> _Your assignment_: Your answer is a copy of every line in the records where "impl" appears.

Records from a data collection:
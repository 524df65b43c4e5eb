//! Framed block files. Each record is a little-endian `u32` length followed by one
//! consensus-encoded block; the first record is the genesis block.

use std::fs::File;
use std::io::{self, BufReader, BufWriter, ErrorKind, Read, Seek, SeekFrom, Write};
use std::path::Path;
use std::sync::Arc;

use stakd_chainstate::chain::{ChainedHeader, HeaderChain, MemoryHeaderChain};
use stakd_consensus::params::hash256_to_hex;
use stakd_consensus::Hash256;
use stakd_log::log_warn;
use stakd_primitives::block::{Block, BlockHeader};
use stakd_primitives::encoding::{decode, encode, DecodeError};

pub const MAX_RECORD_LEN: u32 = 32 * 1024 * 1024;

#[derive(Debug)]
pub enum BlockFileError {
    Io(io::Error),
    Decode { offset: u64, source: DecodeError },
    RecordTooLarge { offset: u64, len: u32 },
    Empty,
}

impl std::fmt::Display for BlockFileError {
    fn fmt(&self, f: &mut std::fmt::Formatter<'_>) -> std::fmt::Result {
        match self {
            BlockFileError::Io(err) => write!(f, "{err}"),
            BlockFileError::Decode { offset, source } => {
                write!(f, "invalid block at offset {offset}: {source}")
            }
            BlockFileError::RecordTooLarge { offset, len } => {
                write!(f, "record at offset {offset} claims {len} bytes")
            }
            BlockFileError::Empty => write!(f, "block file has no genesis block"),
        }
    }
}

impl std::error::Error for BlockFileError {}

impl From<io::Error> for BlockFileError {
    fn from(err: io::Error) -> Self {
        BlockFileError::Io(err)
    }
}

pub struct BlockFileWriter {
    file: BufWriter<File>,
    offset: u64,
}

impl BlockFileWriter {
    pub fn create(path: impl AsRef<Path>) -> Result<Self, BlockFileError> {
        Ok(Self {
            file: BufWriter::new(File::create(path)?),
            offset: 0,
        })
    }

    /// Appends one block and returns the offset of its record.
    pub fn append(&mut self, block: &Block) -> Result<u64, BlockFileError> {
        let bytes = encode(block);
        let len = u32::try_from(bytes.len())
            .ok()
            .filter(|len| *len <= MAX_RECORD_LEN)
            .ok_or(BlockFileError::RecordTooLarge {
                offset: self.offset,
                len: u32::MAX,
            })?;
        self.file.write_all(&len.to_le_bytes())?;
        self.file.write_all(&bytes)?;
        let offset = self.offset;
        self.offset += 4 + u64::from(len);
        Ok(offset)
    }

    pub fn finish(mut self) -> Result<(), BlockFileError> {
        self.file.flush()?;
        Ok(())
    }
}

pub struct BlockFileReader {
    reader: BufReader<File>,
    offset: u64,
}

impl BlockFileReader {
    pub fn open(path: impl AsRef<Path>) -> Result<Self, BlockFileError> {
        Self::open_at(path, 0)
    }

    pub fn open_at(path: impl AsRef<Path>, offset: u64) -> Result<Self, BlockFileError> {
        let mut file = File::open(path)?;
        file.seek(SeekFrom::Start(offset))?;
        Ok(Self {
            reader: BufReader::new(file),
            offset,
        })
    }

    /// The next record and its offset. A record cut short at the end of the file counts
    /// as the end of the file.
    pub fn next_block(&mut self) -> Result<Option<(u64, Block)>, BlockFileError> {
        let offset = self.offset;
        let mut len_bytes = [0u8; 4];
        if !self.read_full(&mut len_bytes)? {
            return Ok(None);
        }
        let len = u32::from_le_bytes(len_bytes);
        if len > MAX_RECORD_LEN {
            return Err(BlockFileError::RecordTooLarge { offset, len });
        }
        let mut bytes = vec![0u8; len as usize];
        if !self.read_full(&mut bytes)? {
            log_warn!("block file ends inside the record at offset {offset}");
            return Ok(None);
        }
        self.offset += 4 + u64::from(len);
        let block = decode(&bytes).map_err(|source| BlockFileError::Decode { offset, source })?;
        Ok(Some((offset, block)))
    }

    fn read_full(&mut self, buf: &mut [u8]) -> Result<bool, BlockFileError> {
        match self.reader.read_exact(buf) {
            Ok(()) => Ok(true),
            Err(err) if err.kind() == ErrorKind::UnexpectedEof => Ok(false),
            Err(err) => Err(err.into()),
        }
    }
}

#[derive(Clone, Debug)]
pub struct IndexedBlock {
    pub hash: Hash256,
    pub header: BlockHeader,
    pub proof_of_stake: bool,
    pub offset: u64,
}

/// Headers and record offsets of the linear chain stored in a block file, indexed by
/// height.
#[derive(Debug)]
pub struct BlockFileIndex {
    entries: Vec<IndexedBlock>,
}

impl BlockFileIndex {
    /// Reads the whole file once. Records that do not extend the chain so far end the
    /// scan.
    pub fn scan(path: impl AsRef<Path>) -> Result<Self, BlockFileError> {
        let mut reader = BlockFileReader::open(path)?;
        let mut entries: Vec<IndexedBlock> = Vec::new();
        while let Some((offset, block)) = reader.next_block()? {
            let hash = block.hash();
            if let Some(last) = entries.last() {
                if block.header.prev_block != last.hash {
                    log_warn!(
                        "block {} at offset {offset} does not extend height {}; ignoring the rest of the file",
                        hash256_to_hex(&hash),
                        entries.len() - 1
                    );
                    break;
                }
            }
            entries.push(IndexedBlock {
                hash,
                proof_of_stake: block.is_proof_of_stake(),
                header: block.header,
                offset,
            });
        }
        if entries.is_empty() {
            return Err(BlockFileError::Empty);
        }
        Ok(Self { entries })
    }

    pub fn genesis(&self) -> &IndexedBlock {
        &self.entries[0]
    }

    /// Height of the last block in the file.
    pub fn height(&self) -> i32 {
        self.entries.len() as i32 - 1
    }

    pub fn get(&self, height: i32) -> Option<&IndexedBlock> {
        usize::try_from(height).ok().and_then(|idx| self.entries.get(idx))
    }

    /// Header chain over every block in the file, tip at the last one.
    pub fn header_chain(&self) -> MemoryHeaderChain {
        let chain = MemoryHeaderChain::new(ChainedHeader::genesis(self.genesis().header.clone()));
        let mut tip: Arc<ChainedHeader> = chain.genesis();
        for entry in &self.entries[1..] {
            tip = ChainedHeader::connect(&tip, entry.header.clone(), entry.proof_of_stake);
        }
        chain.set_tip(tip);
        chain
    }
}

> _Reply to the exercise_:
impl std::fmt::Display for BlockFileError {
impl std::error::Error for BlockFileError {}
impl From<io::Error> for BlockFileError {
impl BlockFileWriter {
    pub fn create(path: impl AsRef<Path>) -> Result<Self, BlockFileError> {
impl BlockFileReader {
    pub fn open(path: impl AsRef<Path>) -> Result<Self, BlockFileError> {
    pub fn open_at(path: impl AsRef<Path>, offset: u64) -> Result<Self, BlockFileError> {
impl BlockFileIndex {
    pub fn scan(path: impl AsRef<Path>) -> Result<Self, BlockFileError> {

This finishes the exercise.